━━━━━ Source data ━━━━━
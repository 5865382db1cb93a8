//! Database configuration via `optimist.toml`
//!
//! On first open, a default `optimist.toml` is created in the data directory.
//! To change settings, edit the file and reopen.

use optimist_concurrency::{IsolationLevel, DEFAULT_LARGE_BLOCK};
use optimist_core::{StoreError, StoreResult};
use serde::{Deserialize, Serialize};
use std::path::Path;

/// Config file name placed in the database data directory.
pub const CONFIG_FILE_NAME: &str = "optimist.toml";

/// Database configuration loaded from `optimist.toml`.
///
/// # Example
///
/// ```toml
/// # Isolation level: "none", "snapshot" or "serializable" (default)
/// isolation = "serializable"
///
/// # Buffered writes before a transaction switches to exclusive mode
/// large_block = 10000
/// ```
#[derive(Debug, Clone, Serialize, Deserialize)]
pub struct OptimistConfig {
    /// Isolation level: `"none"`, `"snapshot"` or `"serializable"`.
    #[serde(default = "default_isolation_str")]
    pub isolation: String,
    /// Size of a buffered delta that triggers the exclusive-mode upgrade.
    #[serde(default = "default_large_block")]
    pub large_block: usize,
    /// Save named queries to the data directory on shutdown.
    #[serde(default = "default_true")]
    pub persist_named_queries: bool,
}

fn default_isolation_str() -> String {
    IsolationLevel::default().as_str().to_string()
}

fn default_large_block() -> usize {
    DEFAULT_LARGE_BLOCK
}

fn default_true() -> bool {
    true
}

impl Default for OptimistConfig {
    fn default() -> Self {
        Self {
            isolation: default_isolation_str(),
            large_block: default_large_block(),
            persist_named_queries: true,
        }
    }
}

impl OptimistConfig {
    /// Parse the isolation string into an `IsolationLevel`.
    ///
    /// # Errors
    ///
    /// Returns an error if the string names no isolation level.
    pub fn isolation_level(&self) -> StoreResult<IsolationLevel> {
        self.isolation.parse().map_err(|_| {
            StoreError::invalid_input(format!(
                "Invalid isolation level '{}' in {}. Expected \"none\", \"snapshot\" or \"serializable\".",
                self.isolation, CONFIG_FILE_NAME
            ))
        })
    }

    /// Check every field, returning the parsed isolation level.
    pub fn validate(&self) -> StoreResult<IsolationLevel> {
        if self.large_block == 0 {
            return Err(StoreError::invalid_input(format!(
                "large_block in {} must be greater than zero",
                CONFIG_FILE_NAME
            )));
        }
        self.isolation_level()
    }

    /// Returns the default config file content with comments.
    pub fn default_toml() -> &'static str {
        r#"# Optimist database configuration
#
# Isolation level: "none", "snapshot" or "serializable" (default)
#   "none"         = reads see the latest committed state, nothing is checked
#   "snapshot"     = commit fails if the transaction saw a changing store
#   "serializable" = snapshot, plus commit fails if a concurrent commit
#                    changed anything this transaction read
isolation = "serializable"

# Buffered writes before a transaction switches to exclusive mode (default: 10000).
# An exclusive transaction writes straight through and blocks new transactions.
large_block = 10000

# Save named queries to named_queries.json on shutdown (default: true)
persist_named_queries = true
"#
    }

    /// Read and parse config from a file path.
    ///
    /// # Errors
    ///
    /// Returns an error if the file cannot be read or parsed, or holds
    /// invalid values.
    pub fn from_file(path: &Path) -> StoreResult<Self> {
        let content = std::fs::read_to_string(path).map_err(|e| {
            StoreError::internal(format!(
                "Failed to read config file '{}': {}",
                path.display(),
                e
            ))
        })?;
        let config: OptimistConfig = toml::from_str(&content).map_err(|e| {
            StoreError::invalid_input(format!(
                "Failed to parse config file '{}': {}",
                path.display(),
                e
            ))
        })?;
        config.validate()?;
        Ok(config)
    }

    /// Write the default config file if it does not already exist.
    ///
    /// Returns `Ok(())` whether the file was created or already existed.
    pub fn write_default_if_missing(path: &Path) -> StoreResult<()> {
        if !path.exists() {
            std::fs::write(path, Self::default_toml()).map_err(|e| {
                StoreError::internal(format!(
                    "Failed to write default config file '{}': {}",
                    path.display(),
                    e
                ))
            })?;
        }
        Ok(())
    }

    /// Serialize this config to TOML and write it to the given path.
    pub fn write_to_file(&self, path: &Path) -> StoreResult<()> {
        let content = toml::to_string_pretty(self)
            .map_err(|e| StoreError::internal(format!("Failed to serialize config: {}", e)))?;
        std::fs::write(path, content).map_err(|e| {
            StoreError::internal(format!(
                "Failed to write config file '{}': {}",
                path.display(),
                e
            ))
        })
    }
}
━━━━━
━━━━━ Source data ━━━━━
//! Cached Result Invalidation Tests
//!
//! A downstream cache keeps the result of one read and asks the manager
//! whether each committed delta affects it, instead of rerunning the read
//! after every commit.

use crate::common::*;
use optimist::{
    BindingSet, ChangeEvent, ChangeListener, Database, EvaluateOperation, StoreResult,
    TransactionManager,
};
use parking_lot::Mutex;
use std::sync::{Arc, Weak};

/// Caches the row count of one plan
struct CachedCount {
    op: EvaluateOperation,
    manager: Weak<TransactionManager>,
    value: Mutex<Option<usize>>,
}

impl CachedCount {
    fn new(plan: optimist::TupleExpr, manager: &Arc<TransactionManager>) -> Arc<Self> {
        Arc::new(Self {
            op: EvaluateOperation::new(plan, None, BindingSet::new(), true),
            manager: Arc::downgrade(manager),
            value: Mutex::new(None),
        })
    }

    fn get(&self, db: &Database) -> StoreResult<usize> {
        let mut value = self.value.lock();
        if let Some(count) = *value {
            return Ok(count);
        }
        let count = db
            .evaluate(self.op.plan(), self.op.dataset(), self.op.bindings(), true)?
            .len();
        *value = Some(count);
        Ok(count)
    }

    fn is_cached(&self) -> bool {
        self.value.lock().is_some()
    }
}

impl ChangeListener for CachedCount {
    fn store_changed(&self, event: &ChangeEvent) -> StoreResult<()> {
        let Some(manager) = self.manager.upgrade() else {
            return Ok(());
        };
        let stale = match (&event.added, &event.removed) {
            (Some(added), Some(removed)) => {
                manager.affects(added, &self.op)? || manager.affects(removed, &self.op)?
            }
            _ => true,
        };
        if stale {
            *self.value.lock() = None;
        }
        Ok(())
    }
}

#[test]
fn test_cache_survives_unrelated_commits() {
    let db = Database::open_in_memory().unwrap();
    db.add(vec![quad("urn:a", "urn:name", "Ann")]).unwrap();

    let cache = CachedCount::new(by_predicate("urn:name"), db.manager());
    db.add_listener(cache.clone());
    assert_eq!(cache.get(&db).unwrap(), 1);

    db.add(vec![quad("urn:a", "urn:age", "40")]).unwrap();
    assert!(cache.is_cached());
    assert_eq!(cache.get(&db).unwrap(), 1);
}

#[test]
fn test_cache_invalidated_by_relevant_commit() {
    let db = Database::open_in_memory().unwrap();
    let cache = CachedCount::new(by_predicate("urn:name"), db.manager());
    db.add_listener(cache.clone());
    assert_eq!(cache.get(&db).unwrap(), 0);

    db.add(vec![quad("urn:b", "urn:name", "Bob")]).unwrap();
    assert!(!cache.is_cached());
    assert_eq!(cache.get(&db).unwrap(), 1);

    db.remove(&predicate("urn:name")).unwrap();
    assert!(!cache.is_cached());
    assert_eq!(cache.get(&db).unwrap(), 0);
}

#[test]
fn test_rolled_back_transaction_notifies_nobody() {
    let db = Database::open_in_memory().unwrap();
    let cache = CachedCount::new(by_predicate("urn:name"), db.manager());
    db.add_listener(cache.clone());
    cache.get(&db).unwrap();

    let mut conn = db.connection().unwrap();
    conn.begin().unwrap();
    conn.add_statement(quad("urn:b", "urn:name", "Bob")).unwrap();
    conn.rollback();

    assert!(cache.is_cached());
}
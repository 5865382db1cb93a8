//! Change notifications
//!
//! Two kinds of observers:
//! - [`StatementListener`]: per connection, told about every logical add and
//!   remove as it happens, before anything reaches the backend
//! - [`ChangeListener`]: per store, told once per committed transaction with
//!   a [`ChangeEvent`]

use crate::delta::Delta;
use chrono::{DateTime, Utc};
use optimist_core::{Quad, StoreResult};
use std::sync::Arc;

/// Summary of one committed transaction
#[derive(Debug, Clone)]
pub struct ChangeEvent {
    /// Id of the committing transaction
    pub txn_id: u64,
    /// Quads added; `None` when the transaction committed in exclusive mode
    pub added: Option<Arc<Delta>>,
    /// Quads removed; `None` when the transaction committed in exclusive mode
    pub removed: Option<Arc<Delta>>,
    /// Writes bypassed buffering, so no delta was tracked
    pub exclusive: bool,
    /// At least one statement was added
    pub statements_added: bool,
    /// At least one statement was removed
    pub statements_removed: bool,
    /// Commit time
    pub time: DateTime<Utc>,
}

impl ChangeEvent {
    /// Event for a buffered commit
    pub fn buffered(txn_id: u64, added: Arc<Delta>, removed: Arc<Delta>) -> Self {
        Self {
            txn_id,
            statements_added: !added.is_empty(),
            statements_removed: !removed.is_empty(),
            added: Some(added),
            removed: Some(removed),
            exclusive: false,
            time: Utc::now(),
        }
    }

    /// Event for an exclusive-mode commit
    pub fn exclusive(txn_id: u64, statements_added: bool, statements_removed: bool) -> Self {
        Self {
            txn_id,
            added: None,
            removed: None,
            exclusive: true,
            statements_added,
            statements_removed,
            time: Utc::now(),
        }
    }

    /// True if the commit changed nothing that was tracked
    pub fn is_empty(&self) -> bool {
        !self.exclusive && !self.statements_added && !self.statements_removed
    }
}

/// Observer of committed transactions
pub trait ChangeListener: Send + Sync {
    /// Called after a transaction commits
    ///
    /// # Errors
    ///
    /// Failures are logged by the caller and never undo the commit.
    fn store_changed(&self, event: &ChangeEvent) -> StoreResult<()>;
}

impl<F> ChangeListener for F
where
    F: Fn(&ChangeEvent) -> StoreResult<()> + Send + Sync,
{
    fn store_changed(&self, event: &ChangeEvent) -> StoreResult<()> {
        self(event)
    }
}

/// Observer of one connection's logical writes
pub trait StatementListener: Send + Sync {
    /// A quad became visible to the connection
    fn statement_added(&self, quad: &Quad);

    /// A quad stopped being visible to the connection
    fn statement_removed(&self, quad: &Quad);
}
━━━━━
* Directions for this task *
Return the span of lines in the data above that opens at the line with "let count = db" and closes at the line with "impl ChangeListener for", exactly, ends included, nothing else.

* Problem solution *
        let count = db
            .evaluate(self.op.plan(), self.op.dataset(), self.op.bindings(), true)?
            .len();
        *value = Some(count);
        Ok(count)
    }

    fn is_cached(&self) -> bool {
        self.value.lock().is_some()
    }
}

impl ChangeListener for CachedCount {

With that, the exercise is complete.